*Exercise directions*. Report how many lines of the listing below include the word "index". Give nothing but the number.

*Material provided*.

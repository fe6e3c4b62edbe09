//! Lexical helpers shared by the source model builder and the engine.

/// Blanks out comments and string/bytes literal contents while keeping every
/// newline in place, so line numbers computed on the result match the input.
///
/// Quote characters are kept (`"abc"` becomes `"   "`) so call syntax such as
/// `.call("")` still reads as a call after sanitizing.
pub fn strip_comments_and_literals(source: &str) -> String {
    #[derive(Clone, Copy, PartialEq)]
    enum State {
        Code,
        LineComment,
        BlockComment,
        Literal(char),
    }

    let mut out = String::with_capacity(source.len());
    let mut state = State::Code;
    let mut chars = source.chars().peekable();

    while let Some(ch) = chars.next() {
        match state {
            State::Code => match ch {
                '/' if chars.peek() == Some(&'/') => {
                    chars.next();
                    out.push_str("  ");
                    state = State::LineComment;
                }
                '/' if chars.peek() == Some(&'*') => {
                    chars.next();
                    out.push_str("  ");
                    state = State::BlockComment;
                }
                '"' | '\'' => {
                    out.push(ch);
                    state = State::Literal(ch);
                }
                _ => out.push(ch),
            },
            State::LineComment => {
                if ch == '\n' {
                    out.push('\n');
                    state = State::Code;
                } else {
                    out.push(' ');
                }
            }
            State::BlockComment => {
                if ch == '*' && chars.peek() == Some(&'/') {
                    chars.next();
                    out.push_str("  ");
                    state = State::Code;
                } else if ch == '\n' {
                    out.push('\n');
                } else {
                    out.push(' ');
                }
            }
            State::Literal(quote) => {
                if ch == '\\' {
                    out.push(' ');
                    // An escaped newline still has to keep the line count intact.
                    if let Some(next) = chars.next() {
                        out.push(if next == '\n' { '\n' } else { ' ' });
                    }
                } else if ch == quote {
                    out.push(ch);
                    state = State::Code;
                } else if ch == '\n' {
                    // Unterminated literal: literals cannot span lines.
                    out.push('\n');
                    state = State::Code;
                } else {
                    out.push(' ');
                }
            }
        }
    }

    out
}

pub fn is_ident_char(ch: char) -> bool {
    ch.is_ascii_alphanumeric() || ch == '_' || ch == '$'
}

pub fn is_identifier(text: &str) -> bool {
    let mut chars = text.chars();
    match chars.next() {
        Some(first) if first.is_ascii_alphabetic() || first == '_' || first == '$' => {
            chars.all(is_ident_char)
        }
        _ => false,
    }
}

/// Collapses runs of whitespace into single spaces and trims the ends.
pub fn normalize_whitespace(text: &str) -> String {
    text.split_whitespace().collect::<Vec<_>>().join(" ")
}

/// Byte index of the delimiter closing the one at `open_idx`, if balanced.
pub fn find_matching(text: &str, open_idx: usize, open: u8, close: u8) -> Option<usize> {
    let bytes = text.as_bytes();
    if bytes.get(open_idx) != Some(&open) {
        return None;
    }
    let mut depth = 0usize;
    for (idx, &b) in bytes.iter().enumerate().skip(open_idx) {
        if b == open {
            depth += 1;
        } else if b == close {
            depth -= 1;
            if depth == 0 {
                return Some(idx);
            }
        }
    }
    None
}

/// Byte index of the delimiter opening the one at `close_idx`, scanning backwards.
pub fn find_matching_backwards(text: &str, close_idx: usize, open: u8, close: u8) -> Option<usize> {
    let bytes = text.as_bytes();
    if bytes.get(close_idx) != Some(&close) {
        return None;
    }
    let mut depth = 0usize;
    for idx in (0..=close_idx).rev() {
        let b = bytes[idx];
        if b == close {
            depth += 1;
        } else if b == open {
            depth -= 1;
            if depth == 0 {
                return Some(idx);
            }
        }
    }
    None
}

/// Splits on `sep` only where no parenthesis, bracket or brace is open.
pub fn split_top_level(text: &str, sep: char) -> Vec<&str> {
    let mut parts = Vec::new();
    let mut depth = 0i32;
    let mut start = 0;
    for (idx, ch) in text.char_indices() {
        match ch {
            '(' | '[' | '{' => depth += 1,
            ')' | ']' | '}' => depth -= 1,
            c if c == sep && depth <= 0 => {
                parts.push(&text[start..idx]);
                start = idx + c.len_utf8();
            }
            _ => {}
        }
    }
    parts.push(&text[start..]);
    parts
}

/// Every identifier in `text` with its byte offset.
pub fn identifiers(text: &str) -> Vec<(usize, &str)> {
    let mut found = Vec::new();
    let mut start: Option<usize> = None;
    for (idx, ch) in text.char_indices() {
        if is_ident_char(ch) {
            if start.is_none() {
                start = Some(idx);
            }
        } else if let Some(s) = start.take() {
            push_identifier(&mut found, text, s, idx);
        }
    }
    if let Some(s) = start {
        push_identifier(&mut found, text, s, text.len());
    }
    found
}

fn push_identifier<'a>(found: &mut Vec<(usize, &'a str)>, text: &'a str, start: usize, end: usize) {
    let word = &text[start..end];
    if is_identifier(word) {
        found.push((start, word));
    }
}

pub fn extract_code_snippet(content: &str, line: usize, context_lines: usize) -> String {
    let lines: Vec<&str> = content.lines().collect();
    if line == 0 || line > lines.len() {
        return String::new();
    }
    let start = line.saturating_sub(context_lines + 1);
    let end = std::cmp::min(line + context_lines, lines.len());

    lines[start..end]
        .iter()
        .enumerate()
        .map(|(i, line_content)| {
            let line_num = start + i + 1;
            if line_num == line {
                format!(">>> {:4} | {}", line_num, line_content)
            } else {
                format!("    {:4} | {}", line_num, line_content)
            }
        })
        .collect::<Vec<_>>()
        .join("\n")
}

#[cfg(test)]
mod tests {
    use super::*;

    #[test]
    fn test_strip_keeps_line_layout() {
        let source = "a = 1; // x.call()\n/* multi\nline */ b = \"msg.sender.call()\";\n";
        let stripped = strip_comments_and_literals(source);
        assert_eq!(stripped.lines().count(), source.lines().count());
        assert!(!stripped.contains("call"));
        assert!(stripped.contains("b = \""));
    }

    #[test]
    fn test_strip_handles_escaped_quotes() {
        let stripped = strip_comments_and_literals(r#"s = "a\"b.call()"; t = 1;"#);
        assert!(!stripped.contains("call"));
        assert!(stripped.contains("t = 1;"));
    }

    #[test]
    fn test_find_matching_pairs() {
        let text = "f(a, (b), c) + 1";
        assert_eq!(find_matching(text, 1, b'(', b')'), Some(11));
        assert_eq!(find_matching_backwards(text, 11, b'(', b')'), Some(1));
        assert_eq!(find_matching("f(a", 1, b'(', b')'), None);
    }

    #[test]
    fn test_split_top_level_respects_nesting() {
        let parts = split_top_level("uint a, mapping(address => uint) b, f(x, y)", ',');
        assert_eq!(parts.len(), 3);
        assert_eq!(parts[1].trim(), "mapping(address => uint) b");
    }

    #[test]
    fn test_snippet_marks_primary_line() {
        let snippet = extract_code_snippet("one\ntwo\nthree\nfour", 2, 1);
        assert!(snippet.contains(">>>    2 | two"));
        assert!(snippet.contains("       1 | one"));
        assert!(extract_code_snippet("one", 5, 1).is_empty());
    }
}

*Solution*. 2